3. The problem of religious authority- Abraha had nothing personal against the Kaaba. He built a cathedral and wanted people to come there instead of going to the Kaaba. It was an issue of “religious authority”. Come to “my group” or I will destroy you. Pay attention to “me” and not to others. Sounds familiar? Abraha shows us the dangerous disease of the heart of envy and jealousy. Even Iblees, all he had was an issue with a religious position. He couldn’t stand that Adam was given a higher position than he was. And yet, do we not feel bad when others are doing well instead of us in terms of deen? Do we not sometimes wish we could reach there and not them? Do we not sometimes do dawah projects simultaneously as others so that we might “out-compete” them and get more people on our side? Lesson from Abraha.

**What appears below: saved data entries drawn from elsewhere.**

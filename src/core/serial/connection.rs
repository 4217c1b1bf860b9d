//! Serial connection handling for the coin dispenser
//! This module opens the dispenser's serial port and implements the device
//! transport on top of it.

use log::{debug, info, warn};
use tokio::io::{AsyncWriteExt, WriteHalf};
use tokio::task::JoinHandle;
use tokio_serial::{DataBits, FlowControl, Parity, SerialPortBuilderExt, SerialStream, StopBits};
use tokio_util::sync::CancellationToken;

use crate::core::serial::notification::DeviceOutputHandler;
use crate::core::serial::transport::{
    DeviceConnector, DeviceLink, LinkEventSender, PortSettings, TransportError,
};

/// Opens the dispenser's serial port
#[derive(Debug, Clone, Default)]
pub struct SerialConnector;

impl SerialConnector {
    pub fn new() -> Self {
        Self
    }
}

#[async_trait::async_trait]
impl DeviceConnector for SerialConnector {
    async fn open(
        &self,
        settings: &PortSettings,
        events: LinkEventSender,
    ) -> Result<Box<dyn DeviceLink>, TransportError> {
        info!(
            "Opening serial port {} at {} baud...",
            settings.device_path, settings.baud_rate
        );

        // Keep DTR low on open so the board is not reset by the connection itself
        let stream = tokio_serial::new(settings.device_path.as_str(), settings.baud_rate)
            .data_bits(DataBits::Eight)
            .parity(Parity::None)
            .stop_bits(StopBits::One)
            .flow_control(FlowControl::None)
            .dtr_on_open(false)
            .open_native_async()
            .map_err(|e| TransportError::Open {
                path: settings.device_path.clone(),
                source: e.into(),
            })?;

        let (reader, writer) = tokio::io::split(stream);
        let cancel = CancellationToken::new();
        let reader_task = DeviceOutputHandler::spawn(reader, events, cancel.clone());

        info!("Serial port {} opened", settings.device_path);
        Ok(Box::new(SerialLink {
            device_path: settings.device_path.clone(),
            writer: Some(writer),
            cancel,
            reader_task: Some(reader_task),
        }))
    }
}

/// An open serial port. Dropping both halves closes the file descriptor.
pub struct SerialLink {
    device_path: String,
    writer: Option<WriteHalf<SerialStream>>,
    cancel: CancellationToken,
    reader_task: Option<JoinHandle<()>>,
}

#[async_trait::async_trait]
impl DeviceLink for SerialLink {
    async fn write(&mut self, bytes: &[u8]) -> Result<(), TransportError> {
        let writer = self.writer.as_mut().ok_or(TransportError::Closed)?;
        writer.write_all(bytes).await?;
        Ok(())
    }

    async fn drain(&mut self) -> Result<(), TransportError> {
        let writer = self.writer.as_mut().ok_or(TransportError::Closed)?;
        writer.flush().await?;
        Ok(())
    }

    async fn close(&mut self) {
        self.cancel.cancel();
        if let Some(mut writer) = self.writer.take() {
            if let Err(e) = writer.shutdown().await {
                debug!("Shutdown of {} reported: {}", self.device_path, e);
            }
        }
        // The reader owns the other half of the port
        if let Some(reader_task) = self.reader_task.take() {
            if let Err(e) = reader_task.await {
                warn!("Device output reader for {} ended abnormally: {}", self.device_path, e);
            }
        }
        info!("Serial port {} closed", self.device_path);
    }
}

impl Drop for SerialLink {
    fn drop(&mut self) {
        self.cancel.cancel();
    }
}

4. Dunya from deen- Abraha wanted to benefit his commerce and his business by building a cathedral. Effectively, he wanted to make money out of religion. While most of us are probably thinking of the “mullah” next door who makes money out of deen as well, let us look within us. Do we not try to be extra-religious at times so that we may get praised? Or maybe impress that sister we want to get married to? Or maybe people say “that guy is so pious ma sha Allah” behind our backs? Showing off, or riyaa is one of the most dangerous diseases of the heart, referred to in classical Islamic literature as a “black ant on a black rock on a black night”. Some scholars say, “The one who feels safe from it is the one who falls into it first”. We should take a long hard look into our hearts and see where it is at. Is it looking for the pleasure of the people and the dunya or is it looking at the pleasure of Allah?
5. Consequences of immature actions- A man among the Arabs went to the cathedral of Abraha, urinated and defecated in it. That is what enraged Abraha the most. Do we not sometimes do things out of “anger” as well that are immature and cause more harm to our community than good? Sometimes we even end up making a mockery of Islam to the wider community.
6. Hypocrisy leads to no “honour”- Abu Righal was a man who sold his religion and his land for a few dollars and dimes. He showed Abraha the way towards the Kaaba. For years afterwards, Arabs would spit at, urinate etc. at his grave. And even till today, they call traitors Abu Righals. How many of us are Abu Righals to this ummah? How many of us would happily show off with people like the US Secretary of State etc. who are known to commit mass genocide, hoping for some “honour” therein? There is no true honour in that, only humiliation in both this world and the next.
7. “The house has it’s own Lord and He will protect it”- was what Abdul Muttalib said to Abraha when he knew the Arabs would not be able to defend it. Similar is the case of Al Aqsa. So many a times we see Muslims crying and screaming that the Zionists are going to destroy Masjid Al Aqsa. Yet, Al Aqsa is from the most holiest of places on Earth. And if none were to be alive to defend it, Allah will defend His House just like He defended Al Masjid Al Haram.
These are a few of the many many lessons from this short Surah of the Quran. It is Ramadan, and we should think deeply over the many lessons that are in the Quran, “Will they not contemplate the Quran? Do they have locks in their hearts?” (Surah Muhammad 47:24). May Allah save us from a heart with locks, and from following in the footsteps of Abraha.